Exercise objective
In exact form, set down only those lines of the material that run from its first line to the line with "from recorded frames", inclusive.
··· Available data ···
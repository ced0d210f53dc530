//! handgrab CLI - replay and tune the gesture interaction core offline
//!
//! Commands:
//! - replay: Run recorded detector frames against a scene, emitting per-frame snapshots
//! - calibrate: Derive a click calibration from recorded frames
//! - settings: Show, change or reset the persisted settings
//! - validate: Validate detector frame records

use clap::{Parser, Subcommand, ValueEnum};
use std::fs;
use std::io::{self, Read, Write};
use std::path::{Path, PathBuf};
use std::process::ExitCode;

use chrono::Utc;
use glam::DVec3;
use handgrab::pipeline::{InteractionProcessor, ReplayStep};
use handgrab::scene::{BoxScene, ObjectSpec, SceneDescription};
use handgrab::schema::{FrameAdapter, RawFrame, FRAME_SCHEMA_VERSION};
use handgrab::settings::{keys, reset_click_calibration, set_setting, JsonFileStore, Settings};
use handgrab::{HandFrame, InteractionError, VERSION};
use tracing::{info, warn};
use tracing_subscriber::EnvFilter;

/// handgrab - gesture interpretation core for hand-tracked 3D manipulation
#[derive(Parser)]
#[command(name = "handgrab")]
#[command(version = VERSION)]
#[command(about = "Replay and calibrate hand-gesture interaction", long_about = None)]
struct Cli {
    #[command(subcommand)]
    command: Commands,
}

#[derive(Subcommand)]
enum Commands {
    /// Replay detector frames against a scene
    Replay {
        /// Frame records (use - for stdin)
        #[arg(short, long)]
        input: PathBuf,

        /// Output file path (use - for stdout)
        #[arg(short, long, default_value = "-")]
        output: PathBuf,

        /// Input format
        #[arg(long, default_value = "ndjson")]
        input_format: InputFormat,

        /// Output format
        #[arg(long, default_value = "ndjson")]
        output_format: OutputFormat,

        /// Scene description JSON (defaults to one unit box at the origin)
        #[arg(long)]
        scene: Option<PathBuf>,

        /// Settings file to read
        #[arg(long)]
        settings: Option<PathBuf>,

        /// Render ticks between consecutive frames
        #[arg(long, default_value = "2")]
        ticks_per_frame: u32,

        /// Emit gaze rays
        #[arg(long)]
        gaze: bool,
    },

    /// Derive a click calibration from frames of the user holding the gesture
    Calibrate {
        /// Frame records (use - for stdin)
        #[arg(short, long)]
        input: PathBuf,

        /// Input format
        #[arg(long, default_value = "ndjson")]
        input_format: InputFormat,

        /// Settings file to read and update
        #[arg(long)]
        settings: PathBuf,

        /// Print the result without saving it
        #[arg(long)]
        dry_run: bool,
    },

    /// Inspect or change persisted settings
    Settings {
        /// Settings file
        #[arg(long)]
        file: PathBuf,

        #[command(subcommand)]
        action: SettingsAction,
    },

    /// Validate detector frame records
    Validate {
        /// Input file path (use - for stdin)
        #[arg(short, long)]
        input: PathBuf,

        /// Input format
        #[arg(long, default_value = "ndjson")]
        input_format: InputFormat,

        /// Output validation report as JSON
        #[arg(long)]
        json: bool,
    },
}

#[derive(Subcommand)]
enum SettingsAction {
    /// Print the effective settings
    Show,
    /// Set one key (maxHands, clickMode, fingerSettings, primaryHandPreference, clickCalibration)
    Set { key: String, value: String },
    /// Reset the click calibration, or everything with --all
    Reset {
        #[arg(long)]
        all: bool,
    },
}

#[derive(Clone, ValueEnum)]
enum InputFormat {
    /// Newline-delimited JSON (one frame per line)
    Ndjson,
    /// JSON array of frames
    Json,
}

#[derive(Clone, ValueEnum)]
enum OutputFormat {
    /// Newline-delimited JSON (one replay step per line)
    Ndjson,
    /// JSON array of replay steps
    Json,
    /// Pretty-printed JSON
    JsonPretty,
}

fn main() -> ExitCode {
    tracing_subscriber::fmt()
        .with_env_filter(
            EnvFilter::try_from_default_env().unwrap_or_else(|_| EnvFilter::new("info")),
        )
        .with_writer(io::stderr)
        .init();

    let cli = Cli::parse();

    match run(cli) {
        Ok(()) => ExitCode::SUCCESS,
        Err(e) => {
            eprintln!(
                "{}",
                serde_json::to_string(&CliError::from(e))
                    .unwrap_or_else(|_| "Unknown error".to_string())
            );
            ExitCode::FAILURE
        }
    }
}

fn run(cli: Cli) -> Result<(), HandgrabCliError> {
    match cli.command {
        Commands::Replay {
            input,
            output,
            input_format,
            output_format,
            scene,
            settings,
            ticks_per_frame,
            gaze,
        } => cmd_replay(
            &input,
            &output,
            input_format,
            output_format,
            scene.as_deref(),
            settings.as_deref(),
            ticks_per_frame,
            gaze,
        ),

        Commands::Calibrate {
            input,
            input_format,
            settings,
            dry_run,
        } => cmd_calibrate(&input, input_format, &settings, dry_run),

        Commands::Settings { file, action } => cmd_settings(&file, action),

        Commands::Validate {
            input,
            input_format,
            json,
        } => cmd_validate(&input, input_format, json),
    }
}

fn read_input(input: &Path) -> Result<String, HandgrabCliError> {
    if input.to_string_lossy() == "-" {
        if atty::is(atty::Stream::Stdin) {
            warn!("reading frames from an interactive terminal, end input with Ctrl-D");
        }
        let mut buffer = String::new();
        io::stdin().read_to_string(&mut buffer)?;
        Ok(buffer)
    } else {
        Ok(fs::read_to_string(input)?)
    }
}

fn parse_records(data: &str, format: &InputFormat) -> Result<Vec<RawFrame>, HandgrabCliError> {
    let records = match format {
        InputFormat::Ndjson => FrameAdapter::parse_ndjson(data)?,
        InputFormat::Json => FrameAdapter::parse_array(data)?,
    };
    Ok(records)
}

fn load_frames(input: &Path, format: &InputFormat) -> Result<Vec<HandFrame>, HandgrabCliError> {
    let records = parse_records(&read_input(input)?, format)?;
    if records.is_empty() {
        return Err(HandgrabCliError::NoFrames);
    }
    Ok(FrameAdapter::new().to_hand_frames(&records)?)
}

fn default_scene() -> SceneDescription {
    SceneDescription {
        camera: Default::default(),
        objects: vec![ObjectSpec {
            position: DVec3::ZERO,
            size: DVec3::ONE,
            physics: true,
        }],
    }
}

#[allow(clippy::too_many_arguments)]
fn cmd_replay(
    input: &Path,
    output: &Path,
    input_format: InputFormat,
    output_format: OutputFormat,
    scene: Option<&Path>,
    settings: Option<&Path>,
    ticks_per_frame: u32,
    gaze: bool,
) -> Result<(), HandgrabCliError> {
    let frames = load_frames(input, &input_format)?;

    let description = match scene {
        Some(path) => serde_json::from_str(&fs::read_to_string(path)?)?,
        None => default_scene(),
    };
    let mut scene = BoxScene::from_description(&description);

    let settings = settings
        .map(|path| Settings::load(&JsonFileStore::open(path)))
        .unwrap_or_default();

    let mut processor = InteractionProcessor::new(settings);
    processor.set_gaze_enabled(gaze);
    let steps = processor.replay(&frames, &mut scene, ticks_per_frame);
    info!(frames = frames.len(), objects = scene.len(), "replay finished");

    let formatted = format_output(&steps, &output_format)?;
    if output.to_string_lossy() == "-" {
        let mut stdout = io::stdout().lock();
        stdout.write_all(formatted.as_bytes())?;
        stdout.flush()?;
    } else {
        fs::write(output, formatted)?;
    }
    Ok(())
}

fn format_output(steps: &[ReplayStep], format: &OutputFormat) -> Result<String, HandgrabCliError> {
    let formatted = match format {
        OutputFormat::Ndjson => {
            let mut out = String::new();
            for step in steps {
                out.push_str(&serde_json::to_string(step)?);
                out.push('\n');
            }
            out
        }
        OutputFormat::Json => serde_json::to_string(steps)?,
        OutputFormat::JsonPretty => serde_json::to_string_pretty(steps)?,
    };
    Ok(formatted)
}

fn cmd_calibrate(
    input: &Path,
    input_format: InputFormat,
    settings_path: &Path,
    dry_run: bool,
) -> Result<(), HandgrabCliError> {
    let frames = load_frames(input, &input_format)?;
    let mut store = JsonFileStore::open(settings_path);
    let mut processor = InteractionProcessor::from_store(&store);

    processor.start_calibration();
    for frame in &frames {
        processor.process_frame(frame);
        if processor.calibration().is_some_and(|s| s.is_ready()) {
            break;
        }
    }

    let samples = processor.calibration().map(|s| s.sample_count()).unwrap_or(0);
    if samples == 0 {
        processor.cancel_calibration();
        return Err(HandgrabCliError::NoSamples);
    }

    let now = frames.last().map(|f| f.timestamp).unwrap_or_else(Utc::now);
    let Some(calibration) = processor.finish_calibration(now) else {
        return Err(HandgrabCliError::NoSamples);
    };

    if !dry_run {
        handgrab::settings::save_click_calibration(&mut store, &calibration)?;
        info!(path = %settings_path.display(), samples, "calibration saved");
    }
    println!("{}", serde_json::to_string_pretty(&calibration)?);
    Ok(())
}

fn cmd_settings(path: &Path, action: SettingsAction) -> Result<(), HandgrabCliError> {
    let mut store = JsonFileStore::open(path);

    match action {
        SettingsAction::Show => {}
        SettingsAction::Set { key, value } => set_setting(&mut store, &key, &value)?,
        SettingsAction::Reset { all } => {
            if all {
                Settings::default().save(&mut store)?;
            } else {
                reset_click_calibration(&mut store, Utc::now())?;
            }
        }
    }

    let report = SettingsReport {
        path: path.display().to_string(),
        keys: keys::ALL.to_vec(),
        settings: Settings::load(&store),
    };
    println!("{}", serde_json::to_string_pretty(&report)?);
    Ok(())
}

fn cmd_validate(input: &Path, input_format: InputFormat, json: bool) -> Result<(), HandgrabCliError> {
    let records = parse_records(&read_input(input)?, &input_format)?;
    let results = FrameAdapter::validate_frames(&records);

    let report = ValidationReport {
        schema_version: FRAME_SCHEMA_VERSION,
        total_frames: records.len(),
        valid_frames: records.len() - results.len(),
        invalid_frames: results.len(),
        errors: results
            .iter()
            .map(|r| ValidationErrorDetail {
                index: r.index,
                timestamp: r.timestamp.to_rfc3339(),
                error: r.error.to_string(),
            })
            .collect(),
    };

    if json {
        println!("{}", serde_json::to_string_pretty(&report)?);
    } else {
        println!("Validation Report ({})", report.schema_version);
        println!("=================");
        println!("Total frames:   {}", report.total_frames);
        println!("Valid frames:   {}", report.valid_frames);
        println!("Invalid frames: {}", report.invalid_frames);

        if !report.errors.is_empty() {
            println!("\nErrors:");
            for err in &report.errors {
                println!("  - Frame {} at {}: {}", err.index, err.timestamp, err.error);
            }
        }
    }

    if report.invalid_frames > 0 {
        Err(HandgrabCliError::ValidationFailed(report.invalid_frames))
    } else {
        Ok(())
    }
}

// Error types

#[derive(Debug)]
enum HandgrabCliError {
    Io(io::Error),
    Core(InteractionError),
    Json(serde_json::Error),
    NoFrames,
    NoSamples,
    ValidationFailed(usize),
}

impl From<io::Error> for HandgrabCliError {
    fn from(e: io::Error) -> Self {
        HandgrabCliError::Io(e)
    }
}

impl From<InteractionError> for HandgrabCliError {
    fn from(e: InteractionError) -> Self {
        HandgrabCliError::Core(e)
    }
}

impl From<serde_json::Error> for HandgrabCliError {
    fn from(e: serde_json::Error) -> Self {
        HandgrabCliError::Json(e)
    }
}

#[derive(serde::Serialize)]
struct CliError {
    code: String,
    message: String,
    hint: Option<String>,
}

impl From<HandgrabCliError> for CliError {
    fn from(e: HandgrabCliError) -> Self {
        match e {
            HandgrabCliError::Io(e) => CliError {
                code: "IO_ERROR".to_string(),
                message: e.to_string(),
                hint: Some("Check file paths and permissions".to_string()),
            },
            HandgrabCliError::Core(InteractionError::UnknownSetting(key)) => CliError {
                code: "UNKNOWN_SETTING".to_string(),
                message: format!("Unknown settings key: {key}"),
                hint: Some(format!("Known keys: {}", keys::ALL.join(", "))),
            },
            HandgrabCliError::Core(e @ InteractionError::InvalidRecord(_)) => CliError {
                code: "VALIDATION_ERROR".to_string(),
                message: e.to_string(),
                hint: Some("Run 'handgrab validate' for details".to_string()),
            },
            HandgrabCliError::Core(e) => CliError {
                code: "PARSE_ERROR".to_string(),
                message: e.to_string(),
                hint: Some(format!("Ensure input matches the {FRAME_SCHEMA_VERSION} schema")),
            },
            HandgrabCliError::Json(e) => CliError {
                code: "JSON_ERROR".to_string(),
                message: e.to_string(),
                hint: Some("Check JSON syntax".to_string()),
            },
            HandgrabCliError::NoFrames => CliError {
                code: "NO_FRAMES".to_string(),
                message: "No frames found in input".to_string(),
                hint: Some("Ensure input file is not empty".to_string()),
            },
            HandgrabCliError::NoSamples => CliError {
                code: "NO_SAMPLES".to_string(),
                message: "No calibration samples were collected".to_string(),
                hint: Some("Hold the click gesture steadily for at least a second".to_string()),
            },
            HandgrabCliError::ValidationFailed(count) => CliError {
                code: "VALIDATION_FAILED".to_string(),
                message: format!("{} frames failed validation", count),
                hint: Some("Fix validation errors and retry".to_string()),
            },
        }
    }
}

// Report types

#[derive(serde::Serialize)]
struct ValidationReport {
    schema_version: &'static str,
    total_frames: usize,
    valid_frames: usize,
    invalid_frames: usize,
    errors: Vec<ValidationErrorDetail>,
}

#[derive(serde::Serialize)]
struct ValidationErrorDetail {
    index: usize,
    timestamp: String,
    error: String,
}

#[derive(serde::Serialize)]
struct SettingsReport {
    path: String,
    keys: Vec<&'static str>,
    settings: Settings,
}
···
Response
repository ced0d210f53dc530
//! handgrab CLI - replay and tune the gesture interaction core offline
//!
//! Commands:
//! - replay: Run recorded detector frames against a scene, emitting per-frame snapshots
//! - calibrate: Derive a click calibration from recorded frames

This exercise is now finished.